On Thursday morning, the Senate confirmed former Republican presidential candidate Ben Carson as the new Housing and Urban Development secretary by a vote of 58 to 41. Dr. Carson, a retired neurosurgeon who has no background in the housing or mortgage sectors and at one time withdrew himself from cabinet considerations because of his complete lack of government experience, will now lead an agency with a nearly $50 billion budget and approximately 8,000 employees who are entrusted with managing most of the nation’s affordable housing programs. Among those programs, Carson will be entrusted with running the Housing Opportunities for People Living with AIDS Program (HOPWA), which will prove even more vital to the health of people living with HIV in the coming years as the nation’s health care system is in flux, given the vast repository of research that shows how much stable housing improves health outcomes for people living with HIV. In light of the looming specter of domestic spending cuts being touted by the Trump administration and the recent modernization of HOPWA that will require increased funding for proper implementation, Dr. Carson’s cooperation and endorsement of robust HOPWA funding will be of vital importance to HIV advocates.

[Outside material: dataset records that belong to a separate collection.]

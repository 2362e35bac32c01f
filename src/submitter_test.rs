use super::*;
use crate::queue::{KeyValueStore, MemoryStore, StoreError};
use crate::transport::test_helpers::{MockTransport, named};

/// Store whose writes always fail, like a browser with storage disabled.
struct ReadOnlyStore;

impl KeyValueStore for ReadOnlyStore {
    fn get_item(&self, _key: &str) -> Result<Option<String>, StoreError> {
        Ok(None)
    }

    fn set_item(&self, _key: &str, _value: &str) -> Result<(), StoreError> {
        Err(StoreError::Unavailable("storage disabled".into()))
    }

    fn remove_item(&self, _key: &str) -> Result<(), StoreError> {
        Err(StoreError::Unavailable("storage disabled".into()))
    }
}

fn submitter_with(store: Arc<dyn KeyValueStore>, transport: Arc<MockTransport>) -> (FormSubmitter, Arc<SubmissionQueue>) {
    let queue = Arc::new(SubmissionQueue::new(store, transport.clone()));
    (FormSubmitter::new(queue.clone(), transport), queue)
}

#[tokio::test]
async fn delivered_submission_is_not_queued() {
    let transport = Arc::new(MockTransport::new());
    let (submitter, queue) = submitter_with(Arc::new(MemoryStore::new()), transport.clone());

    let outcome = submitter.submit(MessageKind::Contact, named("Ana")).await;

    assert!(matches!(outcome, SubmitOutcome::Delivered { .. }));
    assert!(queue.is_empty());
    assert_eq!(transport.attempted_names(), vec!["Ana"]);
}

#[tokio::test]
async fn failed_submission_is_queued_once_with_same_id() {
    let transport = Arc::new(MockTransport::new());
    transport.fail_kind(MessageKind::Budget);
    let (submitter, queue) = submitter_with(Arc::new(MemoryStore::new()), transport.clone());

    let outcome = submitter.submit(MessageKind::Budget, named("Bruno")).await;

    assert!(matches!(outcome, SubmitOutcome::Queued { .. }));
    let queued = queue.list_all();
    assert_eq!(queued.len(), 1);
    assert_eq!(queued[0].id, outcome.id());
    assert_eq!(queued[0].id, transport.attempts()[0].id);
    assert_eq!(queued[0].kind, MessageKind::Budget);
}

#[tokio::test]
async fn queued_submission_is_delivered_by_later_flush() {
    let transport = Arc::new(MockTransport::new());
    transport.fail_kind(MessageKind::Contact);
    let (submitter, queue) = submitter_with(Arc::new(MemoryStore::new()), transport.clone());
    let outcome = submitter.submit(MessageKind::Contact, named("Ana")).await;

    transport.recover();
    let report = queue.flush().await;

    assert_eq!(report.delivered, 1);
    let attempts = transport.attempts();
    assert_eq!(attempts.len(), 2);
    assert!(attempts.iter().all(|a| a.id == outcome.id()));
}

#[tokio::test]
async fn unsaved_submission_still_thanks_the_visitor() {
    let transport = Arc::new(MockTransport::new());
    transport.fail_kind(MessageKind::Contact);
    let (submitter, _) = submitter_with(Arc::new(ReadOnlyStore), transport);

    let outcome = submitter.submit(MessageKind::Contact, named("Ana")).await;

    assert!(matches!(outcome, SubmitOutcome::Unsaved { .. }));
    assert_eq!(outcome.user_message(), THANK_YOU_MESSAGE);
}

#[test]
fn every_outcome_shows_the_same_message() {
    let id = Uuid::new_v4();
    for outcome in [SubmitOutcome::Delivered { id }, SubmitOutcome::Queued { id }, SubmitOutcome::Unsaved { id }] {
        assert_eq!(outcome.user_message(), THANK_YOU_MESSAGE);
        assert_eq!(outcome.id(), id);
    }
}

Office of Management and Budget & the Congressional GOP not Seeing Eye to Eye

Earlier this week, Representative Rodney Frelinghuysen (R-N.J.), chairman of the House Appropriations Committee, met with newly confirmed Office of Management and Budget (OMB) Director Mick Mulvaney to discuss President Trump’s drastic proposed domestic spending cuts. In a sign of just how deep the spending cuts go, Democratic opposition has been joined by a vocal number of congressional Republicans. Frelinghuysen and other prominent congressional Republicans like Senators Marco Rubio (R-FL) and Lindsey Graham (R-SC) have taken particular exception to a proposed 37 percent cut to the State Department and US Agency for International Development, with Frelinghuysen more keen to take the money through the reform of entitlement programs like Medicaid and Medicare. Both Trump’s and Frelinghuysen’s approach would cause significant harm to people living with HIV, albeit in different ways. Under the massive spending cuts proposed by President Trump, programs that serve people living with HIV like HOPWA and the Ryan White Care Act would see their budgets slashed, while Frelinghuysen’s plan would greatly reduce the capabilities of Medicaid and Medicare—the two biggest funders of care for people living with HIV.

Overall, this paints a rather gloomy portrait of the future of U.S. health care if left unchecked by the constituencies who stand to suffer from the dismantling of the ACA and underfunding of domestic programs. Without sustained pressure from people living with HIV and similarly affected populations, the protections and access to affordable care for people living with pre-existing conditions will be greatly diminished.